Lebanese anti-Government protest in September 2015. Hassan Ammar/ Press Association. All rights reserved.The UN still aims to facilitate a Syrian agreement for a transitional government by August, envoy Staffan de Mistura affirmed at the end of June. Although there are many reasons why a political settlement is unlikely to be near, recent geopolitical shifts and the upcoming election of a new US president could mean that a window for effective diplomacy would open next year.
Many of Syria’s current realities would continue even after such a settlement, however. Even if power changes hands in Damascus, the provision of security and services will remain a matter of competition and power-sharing between elites.
Political and economic power in Syria have long been concentrated in the hands of a few, and some of these patterns have continued since the outbreak of conflict. The coterie of regime-linked elites that dominated the economy in the years before the war are still in place. In addition, new wartime elites have emerged by accumulating weapons and the profits of a burgeoning war economy. Some of these are profiteers who control the movement across internal and external borders of goods, money, commodities and even basic services like water and electricity.
Both ‘old’ and ‘new’ elites are often linked to armed groups fighting for and against the regime, which increasingly control their own fiefdoms across the country. Meanwhile, state institutions have been affected by the dire state of the economy, the regime’s focus on war aims, and the penetration of foreign actors. Some of the state’s most basic distributive mechanisms – civil servant salaries and subsidies on essential goods – are also increasingly being scaled back due to the regime’s dwindling resources and the devaluation of the Syrian pound.
There are some small exceptions to this pattern of service provision, but they are not the norm. There have been attempts at ‘bottom-up’ service delivery in areas no longer controlled by the regime, in which communities have taken the initiative to look after their areas or to hold armed groups accountable for delivering services. However, various obstacles have meant that real decision-making in those areas has tended to remain in the hands of armed groups.
Local councils have been largely unable to collect their own revenue, and they receive insufficient support from external sources. Local institutions also suffer from the persistence of top-down behaviour and lack of experience among leaders, as well as infighting and accusations of corruption. External supporters of bottom-up service delivery initiatives are uncoordinated and also set controversial restrictions on how funding can be spent.

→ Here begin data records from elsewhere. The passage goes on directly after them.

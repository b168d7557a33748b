pub struct HourFormat {}

impl HourFormat {
    pub fn new() -> Self {
        HourFormat {}
    }

    /// Format elapsed seconds as H:MM:SS, or MM:SS under an hour.
    pub fn format(&self, seconds: &f64) -> String {
        let total = if seconds.is_finite() {
            seconds.max(0.0) as u64
        } else {
            0
        };
        let hours = total / 3600;
        let min = (total % 3600) / 60;
        let sec = total % 60;
        if hours > 0 {
            format!("{}:{:02}:{:02}", hours, min, sec)
        } else {
            format!("{:02}:{:02}", min, sec)
        }
    }
}

impl Default for HourFormat {
    fn default() -> Self {
        Self::new()
    }
}
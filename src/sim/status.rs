use serde::Serialize;

/// Fallback engine temperature when the internal value has been corrupted.
pub const ENGINE_TEMP_FALLBACK: i32 = 180;

/// Replace a non-finite value before it crosses the engine boundary.
pub fn sanitize_f64(value: f64, fallback: f64) -> f64 {
    if value.is_finite() { value } else { fallback }
}

pub fn sanitize_as_i32(value: f64, fallback: i32) -> i32 {
    if value.is_finite() { value as i32 } else { fallback }
}

/// Weather as exposed to the caller.
#[derive(Clone, Debug, PartialEq, Serialize)]
pub struct WeatherStatus {
    pub condition: &'static str,
    pub wind_direction: i32,
    pub wind_speed: i32,
    pub visibility: i32,
}

/// Running performance counters exposed with every snapshot.
#[derive(Clone, Debug, PartialEq, Serialize)]
pub struct PerformanceStatus {
    pub course_deviations: u32,
    pub alerts_count: u32,
    pub fuel_efficiency: f64,
}

/// A defensive copy of the simulation state, safe to hand to any consumer.
///
/// Every numeric field is finite: values corrupted inside the engine are
/// replaced with documented fallbacks (heading, target heading and airspeed
/// fall back to 0, altitude to 0, engine temperature to 180).
#[derive(Clone, Debug, PartialEq, Serialize)]
pub struct StatusSnapshot {
    pub is_flying: bool,
    pub flight_phase: &'static str,
    pub elapsed_time: f64,
    pub progress_percent: f64,
    pub altitude: i32,
    pub airspeed: i32,
    pub heading: i32,
    pub target_heading: i32,
    pub engine_temp: i32,
    pub fuel_remaining: f64,
    pub off_course_distance: f64,
    pub system_alerts: Vec<String>,
    pub emergency_state: bool,
    pub weather: WeatherStatus,
    pub performance: PerformanceStatus,
}

/// Debrief returned by `end_flight`.
#[derive(Clone, Debug, PartialEq, Serialize)]
pub struct PerformanceSummary {
    pub completed: bool,
    pub flight_time: f64,
    pub course_deviations: u32,
    pub system_alerts: u32,
    pub fuel_efficiency: f64,
    pub emergency_landing: bool,
    pub final_progress: f64,
}
use color_eyre::Result;
use sqlx::SqlitePool;

struct Migration {
    version: &'static str,
    sql: &'static str,
}

const MIGRATIONS: &[Migration] = &[Migration {
    version: "V1",
    sql: include_str!("../../migrations/V1__init.sql"),
}];

pub async fn run(pool: &SqlitePool) -> Result<()> {
    sqlx::query(
        r#"
        CREATE TABLE IF NOT EXISTS schema_migrations (
            version TEXT PRIMARY KEY,
            applied_at TEXT NOT NULL DEFAULT CURRENT_TIMESTAMP
        )
        "#,
    )
    .execute(pool)
    .await?;

    for migration in MIGRATIONS {
        let already_applied: bool =
            sqlx::query_scalar("SELECT EXISTS(SELECT 1 FROM schema_migrations WHERE version = ?)")
                .bind(migration.version)
                .fetch_one(pool)
                .await?;

        if already_applied {
            continue;
        }

        let mut tx = pool.begin().await?;

        // Execute multi-statement SQL using raw_sql
        sqlx::raw_sql(migration.sql).execute(&mut *tx).await?;

        sqlx::query("INSERT INTO schema_migrations (version) VALUES (?)")
            .bind(migration.version)
            .execute(&mut *tx)
            .await?;

        tx.commit().await?;

        tracing::info!(version = migration.version, "applied database migration");
    }

    Ok(())
}
use std::collections::BTreeMap;

use axum::response::{IntoResponse, Response};
use serde_json::{json, Value};
use thiserror::Error;

use crate::response::ApiResponse;

/// Field name -> messages, rendered under `errors` of a 400 envelope.
pub type FieldErrors = BTreeMap<String, Vec<String>>;

#[derive(Debug, Error)]
pub enum AppError {
    #[error("{message}")]
    Validation { message: String, errors: Value },

    #[error("{0}")]
    NotFound(String),

    #[error("{0}")]
    Unauthorized(&'static str),

    #[error("internal error: {0}")]
    Internal(&'static str),
}

impl AppError {
    pub fn invalid(errors: FieldErrors) -> Self {
        AppError::Validation {
            message: "Validation error.".to_string(),
            errors: json!(errors),
        }
    }

    pub fn field(field: &str, message: impl Into<String>) -> Self {
        let mut errors = FieldErrors::new();
        errors.insert(field.to_string(), vec![message.into()]);
        Self::invalid(errors)
    }

    /// A 400 carrying only a message.
    pub fn bad_request(message: impl Into<String>) -> Self {
        AppError::Validation {
            message: message.into(),
            errors: Value::Null,
        }
    }

    pub fn not_found(message: impl Into<String>) -> Self {
        AppError::NotFound(message.into())
    }
}

impl IntoResponse for AppError {
    fn into_response(self) -> Response {
        match self {
            AppError::Validation { message, errors } => {
                let response = ApiResponse::bad_request(message);
                if errors.is_null() {
                    response.into_response()
                } else {
                    response.with_errors(errors).into_response()
                }
            }
            AppError::NotFound(message) => ApiResponse::not_found(message).into_response(),
            AppError::Unauthorized(message) => ApiResponse::unauthorized(message).into_response(),
            AppError::Internal(_) => {
                ApiResponse::internal("Internal server error.").into_response()
            }
        }
    }
}

pub trait ResultExt<T> {
    /// Log the underlying error and surface it as a 500.
    fn reject(self, message: &'static str) -> Result<T, AppError>;
}

impl<T, E: std::fmt::Debug> ResultExt<T> for Result<T, E> {
    fn reject(self, message: &'static str) -> Result<T, AppError> {
        self.map_err(|e| {
            tracing::error!("{message}: {e:?}");
            AppError::Internal(message)
        })
    }
}
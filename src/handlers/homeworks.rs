use axum::{
    body::Bytes,
    extract::State,
    routing::{get, post},
    Router,
};
use serde_json::json;

use crate::{
    extractors::{ApiJson, ApiQuery, AuthGuard},
    models::{CreateHomeworkInput, HomeworkIdInput, HomeworkQuery},
    names,
    rejections::{AppError, ResultExt},
    response::ApiResponse,
    utils, AppState,
};

pub fn routes() -> Router<AppState> {
    Router::new()
        .route(names::CREATE_HOMEWORK_URL, post(create_homework))
        .route(
            names::MANAGE_HOMEWORK_URL,
            get(list_homeworks)
                .put(complete_homework)
                .delete(delete_homework),
        )
}

/// `PUT` and `DELETE` carry `{"id": ..}`; an absent body counts as a missing id.
fn homework_id(body: &Bytes) -> Result<i64, AppError> {
    let input: HomeworkIdInput = if body.iter().all(u8::is_ascii_whitespace) {
        HomeworkIdInput::default()
    } else {
        serde_json::from_slice(body).map_err(|e| AppError::field("id", e.to_string()))?
    };

    input
        .id
        .ok_or_else(|| AppError::bad_request("Homework ID is required."))
}

async fn create_homework(
    AuthGuard(user): AuthGuard,
    State(state): State<AppState>,
    ApiJson(mut body): ApiJson<CreateHomeworkInput>,
) -> Result<ApiResponse, AppError> {
    body.title = body.title.trim().to_string();
    if body.title.is_empty() {
        return Err(AppError::field("title", "This field may not be blank."));
    }
    if body.title.chars().count() > names::MAX_HOMEWORK_TITLE_LEN {
        return Err(AppError::field(
            "title",
            format!(
                "Ensure this field has no more than {} characters.",
                names::MAX_HOMEWORK_TITLE_LEN
            ),
        ));
    }

    let subject = body
        .subject_name
        .as_deref()
        .map(str::trim)
        .filter(|s| !s.is_empty())
        .map(utils::capitalize);
    if subject
        .as_ref()
        .is_some_and(|s| s.chars().count() > names::MAX_SUBJECT_NAME_LEN)
    {
        return Err(AppError::field(
            "subject_name",
            format!(
                "Ensure this field has no more than {} characters.",
                names::MAX_SUBJECT_NAME_LEN
            ),
        ));
    }

    let homework = state
        .db
        .create_homework(user.id, &body, subject.as_deref())
        .await
        .reject("could not create homework")?;

    Ok(ApiResponse::created("Homework created successfully.").with_data(homework))
}

async fn list_homeworks(
    AuthGuard(user): AuthGuard,
    State(state): State<AppState>,
    ApiQuery(query): ApiQuery<HomeworkQuery>,
) -> Result<ApiResponse, AppError> {
    let homeworks = state
        .db
        .homeworks(user.id, &query)
        .await
        .reject("could not list homeworks")?;

    Ok(ApiResponse::ok("Homeworks fetched successfully.").with_data(homeworks))
}

async fn complete_homework(
    AuthGuard(user): AuthGuard,
    State(state): State<AppState>,
    body: Bytes,
) -> Result<ApiResponse, AppError> {
    let homework_id = homework_id(&body)?;

    let homework = state
        .db
        .complete_homework(homework_id, user.id)
        .await
        .reject("could not update homework")?
        .ok_or_else(|| AppError::not_found("Homework not found."))?;

    Ok(ApiResponse::ok("Homework marked as completed.").with_data(homework))
}

async fn delete_homework(
    AuthGuard(user): AuthGuard,
    State(state): State<AppState>,
    body: Bytes,
) -> Result<ApiResponse, AppError> {
    let homework_id = homework_id(&body)?;

    let deleted = state
        .db
        .delete_homework(homework_id, user.id)
        .await
        .reject("could not delete homework")?;
    if !deleted {
        return Err(AppError::not_found("Homework not found."));
    }

    Ok(ApiResponse::ok("Homework deleted successfully.").with_data(json!({ "id": homework_id })))
}
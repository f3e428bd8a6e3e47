use axum::{
    extract::State,
    http::StatusCode,
    routing::{get, post},
    Router,
};
use serde::Serialize;

use crate::{
    db::{
        models::{PeriodRow, TimetableModel},
        PeriodSlot,
    },
    extractors::{ApiJson, AuthGuard},
    models::{CreateTimetableInput, DayInput, UpdateTimetableInput},
    names,
    rejections::{AppError, ResultExt},
    response::ApiResponse,
    utils, AppState,
};

pub fn routes() -> Router<AppState> {
    Router::new()
        .route(names::CREATE_TIMETABLE_URL, post(create_timetable))
        .route(
            names::MANAGE_TIMETABLE_URL,
            get(timetable).put(update_timetable).delete(delete_timetable),
        )
}

#[derive(Debug, Serialize)]
struct PeriodView {
    order: i64,
    subject: String,
}

#[derive(Debug, Serialize)]
struct DayView {
    id: i64,
    name: String,
    periods: Vec<PeriodView>,
}

#[derive(Debug, Serialize)]
struct TimetableView {
    id: i64,
    name: String,
    days: Vec<DayView>,
}

/// Group period rows (ordered by day, then order) under their day.
fn timetable_view(timetable: TimetableModel, rows: Vec<PeriodRow>) -> TimetableView {
    let mut days: Vec<DayView> = Vec::new();
    for row in rows {
        let period = PeriodView {
            order: row.order,
            subject: row.subject,
        };
        match days.last_mut() {
            Some(day) if day.id == row.day_id => day.periods.push(period),
            _ => days.push(DayView {
                id: row.day_id,
                name: row.day_name,
                periods: vec![period],
            }),
        }
    }

    TimetableView {
        id: timetable.id,
        name: timetable.name,
        days,
    }
}

fn validate_name(name: &str) -> Result<String, AppError> {
    let name = name.trim();
    if name.is_empty() {
        return Err(AppError::field("name", "This field may not be blank."));
    }
    if name.chars().count() > names::MAX_TIMETABLE_NAME_LEN {
        return Err(AppError::field(
            "name",
            format!(
                "Ensure this field has no more than {} characters.",
                names::MAX_TIMETABLE_NAME_LEN
            ),
        ));
    }
    Ok(name.to_string())
}

/// Flatten the nested days payload. Periods with a blank subject are dropped.
fn period_slots(days: &[DayInput]) -> Vec<PeriodSlot> {
    days.iter()
        .flat_map(|day| {
            day.periods.iter().filter_map(move |period| {
                let subject = period.subject.trim();
                (!subject.is_empty()).then(|| PeriodSlot {
                    day_id: day.id,
                    order: period.order,
                    subject: utils::title_case(subject),
                })
            })
        })
        .collect()
}

async fn check_days(state: &AppState, days: &[DayInput]) -> Result<(), AppError> {
    let day_ids: Vec<i64> = days.iter().map(|d| d.id).collect();
    let unknown = state
        .db
        .unknown_day(&day_ids)
        .await
        .reject("could not check days")?;

    match unknown {
        Some(day_id) => Err(AppError::bad_request(format!(
            "Day with id {day_id} does not exist"
        ))),
        None => Ok(()),
    }
}

async fn render(
    state: &AppState,
    timetable: TimetableModel,
    response: ApiResponse,
) -> Result<ApiResponse, AppError> {
    let rows = state
        .db
        .timetable_periods(timetable.id)
        .await
        .reject("could not load timetable")?;

    Ok(response.with_data(timetable_view(timetable, rows)))
}

async fn create_timetable(
    AuthGuard(user): AuthGuard,
    State(state): State<AppState>,
    ApiJson(body): ApiJson<CreateTimetableInput>,
) -> Result<ApiResponse, AppError> {
    let name = validate_name(&body.name)?;
    check_days(&state, &body.days).await?;

    let timetable = state
        .db
        .create_timetable(user.id, &name, &period_slots(&body.days))
        .await
        .reject("could not create timetable")?;

    render(
        &state,
        timetable,
        ApiResponse::created("Timetable created successfully."),
    )
    .await
}

async fn first_timetable(state: &AppState, user_id: i64) -> Result<TimetableModel, AppError> {
    state
        .db
        .first_timetable(user_id)
        .await
        .reject("could not load timetable")?
        .ok_or_else(|| AppError::not_found("Timetable not found."))
}

async fn timetable(
    AuthGuard(user): AuthGuard,
    State(state): State<AppState>,
) -> Result<ApiResponse, AppError> {
    let timetable = first_timetable(&state, user.id).await?;
    render(
        &state,
        timetable,
        ApiResponse::ok("Timetable retrieved successfully."),
    )
    .await
}

async fn update_timetable(
    AuthGuard(user): AuthGuard,
    State(state): State<AppState>,
    ApiJson(body): ApiJson<UpdateTimetableInput>,
) -> Result<ApiResponse, AppError> {
    let current = first_timetable(&state, user.id).await?;

    let name = body.name.as_deref().map(validate_name).transpose()?;
    let days = body.days.unwrap_or_default();
    check_days(&state, &days).await?;

    let timetable = state
        .db
        .update_timetable(current.id, user.id, name.as_deref(), &period_slots(&days))
        .await
        .reject("could not update timetable")?
        .ok_or_else(|| AppError::not_found("Timetable not found."))?;

    render(
        &state,
        timetable,
        ApiResponse::ok("Timetable updated successfully."),
    )
    .await
}

async fn delete_timetable(
    AuthGuard(user): AuthGuard,
    State(state): State<AppState>,
) -> Result<StatusCode, AppError> {
    let current = first_timetable(&state, user.id).await?;

    let deleted = state
        .db
        .delete_timetable(current.id, user.id)
        .await
        .reject("could not delete timetable")?;
    if !deleted {
        return Err(AppError::not_found("Timetable not found."));
    }

    Ok(StatusCode::NO_CONTENT)
}
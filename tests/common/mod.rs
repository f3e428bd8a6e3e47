#![allow(dead_code)]

use axum::{
    body::Body,
    http::{header, Method, Request, StatusCode},
    Router,
};
use serde_json::Value;
use studydesk::{db::Db, router, services::auth::TokenTtl, AppState};
use tower::ServiceExt;

pub async fn create_test_db() -> Db {
    use std::sync::atomic::{AtomicU32, Ordering};
    static COUNTER: AtomicU32 = AtomicU32::new(0);
    let id = COUNTER.fetch_add(1, Ordering::SeqCst);
    let path =
        std::env::temp_dir().join(format!("studydesk_test_{}_{}.db", std::process::id(), id));
    // Clean up leftover files from previous runs
    for suffix in ["", "-wal", "-shm"] {
        let _ = std::fs::remove_file(format!("{}{suffix}", path.display()));
    }
    let url = format!("sqlite://{}", path.display());
    Db::new(url).await.expect("failed to create test database")
}

pub fn app(db: Db) -> Router {
    router(AppState::new(db, TokenTtl::default()))
}

pub async fn test_app() -> Router {
    app(create_test_db().await)
}

/// Send one request through the router and decode the JSON envelope.
/// Bodiless responses decode to `Value::Null`.
pub async fn send(
    app: &Router,
    method: Method,
    uri: &str,
    token: Option<&str>,
    body: Option<Value>,
) -> (StatusCode, Value) {
    let mut req = Request::builder().method(method).uri(uri);
    if let Some(token) = token {
        req = req.header(header::AUTHORIZATION, format!("Bearer {token}"));
    }
    let body = match body {
        Some(json) => {
            req = req.header(header::CONTENT_TYPE, "application/json");
            Body::from(json.to_string())
        }
        None => Body::empty(),
    };

    let resp = app
        .clone()
        .oneshot(req.body(body).expect("request build should succeed"))
        .await
        .expect("router should respond");

    let status = resp.status();
    let bytes = axum::body::to_bytes(resp.into_body(), usize::MAX)
        .await
        .expect("body should be readable");
    let json = if bytes.is_empty() {
        Value::Null
    } else {
        serde_json::from_slice(&bytes).expect("body should be JSON")
    };
    (status, json)
}

/// Register `username` and return its access token.
pub async fn register(app: &Router, username: &str) -> String {
    let (status, body) = send(
        app,
        Method::POST,
        "/api/v1/auth/register/",
        None,
        Some(serde_json::json!({ "username": username, "password": "password123" })),
    )
    .await;
    assert_eq!(status, StatusCode::CREATED, "register failed: {body}");
    body["data"]["access"]
        .as_str()
        .expect("access token in response")
        .to_string()
}
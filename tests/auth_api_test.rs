mod common;

use axum::http::{Method, StatusCode};
use common::{register, send, test_app};
use serde_json::json;

#[tokio::test]
async fn register_login_and_refresh() {
    let app = test_app().await;

    let (status, body) = send(
        &app,
        Method::POST,
        "/api/v1/auth/register/",
        None,
        Some(json!({
            "username": "alice",
            "password": "password123",
            "email": "alice@example.com",
        })),
    )
    .await;
    assert_eq!(status, StatusCode::CREATED);
    assert_eq!(body["status"], 201);
    assert!(body["data"]["access"].is_string());
    assert!(body["data"]["refresh"].is_string());

    let (status, body) = send(
        &app,
        Method::POST,
        "/api/v1/auth/token/",
        None,
        Some(json!({ "username": "alice", "password": "password123" })),
    )
    .await;
    assert_eq!(status, StatusCode::OK);
    let refresh = body["data"]["refresh"].as_str().unwrap().to_string();

    let (status, body) = send(
        &app,
        Method::POST,
        "/api/v1/auth/token/refresh/",
        None,
        Some(json!({ "refresh": refresh })),
    )
    .await;
    assert_eq!(status, StatusCode::OK);
    let access = body["data"]["access"].as_str().unwrap().to_string();

    let (status, body) = send(&app, Method::GET, "/api/v1/auth/manage/", Some(&access), None).await;
    assert_eq!(status, StatusCode::OK);
    assert_eq!(body["data"]["username"], "alice");
    assert_eq!(body["data"]["email"], "alice@example.com");
}

#[tokio::test]
async fn register_validation_errors() {
    let app = test_app().await;
    register(&app, "alice").await;

    let (status, body) = send(
        &app,
        Method::POST,
        "/api/v1/auth/register/",
        None,
        Some(json!({ "username": "alice", "password": "short" })),
    )
    .await;

    assert_eq!(status, StatusCode::BAD_REQUEST);
    assert_eq!(body["errors"]["username"], json!(["Username already exists."]));
    assert!(body["errors"]["password"].is_array());
}

#[tokio::test(flavor = "multi_thread", worker_threads = 4)]
async fn concurrent_registrations_of_one_username() {
    let app = test_app().await;

    let mut handles = Vec::new();
    for _ in 0..4 {
        let app = app.clone();
        handles.push(tokio::spawn(async move {
            send(
                &app,
                Method::POST,
                "/api/v1/auth/register/",
                None,
                Some(json!({ "username": "dup", "password": "password123" })),
            )
            .await
        }));
    }

    let mut created = 0;
    for handle in handles {
        let (status, body) = handle.await.unwrap();
        if status == StatusCode::CREATED {
            created += 1;
        } else {
            assert_eq!(status, StatusCode::BAD_REQUEST, "unexpected response: {body}");
            assert_eq!(body["errors"]["username"], json!(["Username already exists."]));
        }
    }
    assert_eq!(created, 1);
}

#[tokio::test]
async fn malformed_json_uses_the_envelope() {
    let app = test_app().await;

    let (status, body) = send(
        &app,
        Method::POST,
        "/api/v1/auth/token/",
        None,
        Some(json!("not an object")),
    )
    .await;

    assert_eq!(status, StatusCode::BAD_REQUEST);
    assert_eq!(body["status"], 400);
    assert!(body["errors"]["detail"].is_array());
}

#[tokio::test]
async fn bad_credentials_are_unauthorized() {
    let app = test_app().await;
    register(&app, "alice").await;

    let (status, _) = send(
        &app,
        Method::POST,
        "/api/v1/auth/token/",
        None,
        Some(json!({ "username": "alice", "password": "wrong-password" })),
    )
    .await;
    assert_eq!(status, StatusCode::UNAUTHORIZED);

    let (status, _) = send(
        &app,
        Method::POST,
        "/api/v1/auth/token/refresh/",
        None,
        Some(json!({ "refresh": "nope" })),
    )
    .await;
    assert_eq!(status, StatusCode::UNAUTHORIZED);
}

#[tokio::test]
async fn account_update_and_soft_delete() {
    let app = test_app().await;
    let alice = register(&app, "alice").await;
    register(&app, "bob").await;

    let (status, body) = send(
        &app,
        Method::PUT,
        "/api/v1/auth/manage/",
        Some(&alice),
        Some(json!({ "username": "bob" })),
    )
    .await;
    assert_eq!(status, StatusCode::BAD_REQUEST);
    assert_eq!(body["errors"]["username"], json!(["Username already exists."]));

    // Keeping one's own username is not a conflict.
    let (status, body) = send(
        &app,
        Method::PUT,
        "/api/v1/auth/manage/",
        Some(&alice),
        Some(json!({ "username": "alice", "first_name": "Alice" })),
    )
    .await;
    assert_eq!(status, StatusCode::OK);
    assert_eq!(body["data"]["first_name"], "Alice");

    let (status, body) =
        send(&app, Method::DELETE, "/api/v1/auth/manage/", Some(&alice), None).await;
    assert_eq!(status, StatusCode::NO_CONTENT);
    assert!(body.is_null());

    let (status, _) = send(&app, Method::GET, "/api/v1/auth/manage/", Some(&alice), None).await;
    assert_eq!(status, StatusCode::UNAUTHORIZED);

    let (status, _) = send(
        &app,
        Method::POST,
        "/api/v1/auth/token/",
        None,
        Some(json!({ "username": "alice", "password": "password123" })),
    )
    .await;
    assert_eq!(status, StatusCode::UNAUTHORIZED);
}
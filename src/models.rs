use chrono::NaiveDate;
use serde::Deserialize;

// ---------------------------------------------------------------------------
// Exams
// ---------------------------------------------------------------------------

/// Chapter entry of a nested exam payload. Entries lacking `title` or
/// `chapter_number` are skipped during ingestion rather than rejected.
#[derive(Debug, Clone, Default, Deserialize)]
pub struct ChapterInput {
    #[serde(default)]
    pub title: Option<String>,
    #[serde(default)]
    pub chapter_number: Option<i64>,
    #[serde(default)]
    pub is_completed: Option<bool>,
}

#[derive(Debug, Clone, Default, Deserialize)]
pub struct SubjectInput {
    #[serde(default)]
    pub name: Option<String>,
    #[serde(default)]
    pub chapters: Vec<ChapterInput>,
}

#[derive(Debug, Clone, Default, Deserialize)]
pub struct CreateExamInput {
    #[serde(default)]
    pub title: Option<String>,
    #[serde(default)]
    pub subjects: Vec<SubjectInput>,
}

#[derive(Debug, Clone, Default, Deserialize)]
pub struct UpdateExamInput {
    #[serde(default)]
    pub title: Option<String>,
    #[serde(default)]
    pub subjects: Option<Vec<SubjectInput>>,
}

#[derive(Debug, Clone, Copy, PartialEq, Eq, Deserialize)]
pub struct ChapterStatusInput {
    pub chapter_id: i64,
    pub is_completed: bool,
}

#[derive(Debug, Clone, Deserialize)]
pub struct BulkChapterStatusInput {
    pub chapters: Vec<ChapterStatusInput>,
}

/// A subject entry that survived ingestion, ready to be reconciled.
#[derive(Debug, Clone, PartialEq, Eq)]
pub struct NewSubject {
    pub name: String,
    pub chapters: Vec<NewChapter>,
}

#[derive(Debug, Clone, PartialEq, Eq)]
pub struct NewChapter {
    pub title: String,
    pub chapter_number: i64,
    /// `None` when the payload did not mention completion at all.
    pub is_completed: Option<bool>,
}

// ---------------------------------------------------------------------------
// Accounts
// ---------------------------------------------------------------------------

#[derive(Debug, Clone, Default, Deserialize)]
pub struct RegisterInput {
    #[serde(default)]
    pub username: String,
    #[serde(default)]
    pub first_name: String,
    #[serde(default)]
    pub last_name: String,
    #[serde(default)]
    pub email: String,
    #[serde(default)]
    pub password: String,
}

#[derive(Debug, Clone, Default, Deserialize)]
pub struct AccountUpdateInput {
    pub username: Option<String>,
    pub first_name: Option<String>,
    pub last_name: Option<String>,
    pub email: Option<String>,
    pub password: Option<String>,
}

// ---------------------------------------------------------------------------
// Homeworks
// ---------------------------------------------------------------------------

#[derive(Debug, Clone, Deserialize)]
pub struct CreateHomeworkInput {
    pub title: String,
    pub due_date: NaiveDate,
    #[serde(default)]
    pub subject_name: Option<String>,
    #[serde(default)]
    pub is_completed: bool,
}

#[derive(Debug, Clone, Default, Deserialize)]
pub struct HomeworkQuery {
    pub due_date: Option<NaiveDate>,
    /// `true`/`false` in any case; other values leave the filter off.
    pub is_completed: Option<String>,
}

impl HomeworkQuery {
    pub fn completion(&self) -> Option<bool> {
        match self.is_completed.as_deref().map(str::to_lowercase).as_deref() {
            Some("true") => Some(true),
            Some("false") => Some(false),
            _ => None,
        }
    }
}

#[derive(Debug, Clone, Default, Deserialize)]
pub struct HomeworkIdInput {
    #[serde(default)]
    pub id: Option<i64>,
}

// ---------------------------------------------------------------------------
// Timetable
// ---------------------------------------------------------------------------

#[derive(Debug, Clone, Deserialize)]
pub struct PeriodInput {
    pub order: i64,
    pub subject: String,
}

#[derive(Debug, Clone, Deserialize)]
pub struct DayInput {
    pub id: i64,
    #[serde(default)]
    pub periods: Vec<PeriodInput>,
}

#[derive(Debug, Clone, Deserialize)]
pub struct CreateTimetableInput {
    pub name: String,
    pub days: Vec<DayInput>,
}

#[derive(Debug, Clone, Default, Deserialize)]
pub struct UpdateTimetableInput {
    pub name: Option<String>,
    pub days: Option<Vec<DayInput>>,
}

In addition, institutions like schools and hospitals are regularly targeted in regime attacks on rebel-held areas. In Kurdish-held areas, resources, decisions and political expression are also primarily kept under the Democratic Union Party (PYD)’s strict control, despite the establishment of local civilian institutions. A number of state services remain under the control of the Asayish security forces, and the PYD is criticized for engaging in authoritarian behaviour against opposition in its areas, Kurdish or otherwise.
De facto rule by armed factions and elites is arguably both a curse and a necessity in countries at war. Once rule of law and normal economic life have broken down, these types of actors and networks typically become the only way to provide security and services. And even when war has formally ended, this type of political economy usually persists, acting as both a crutch and a burden.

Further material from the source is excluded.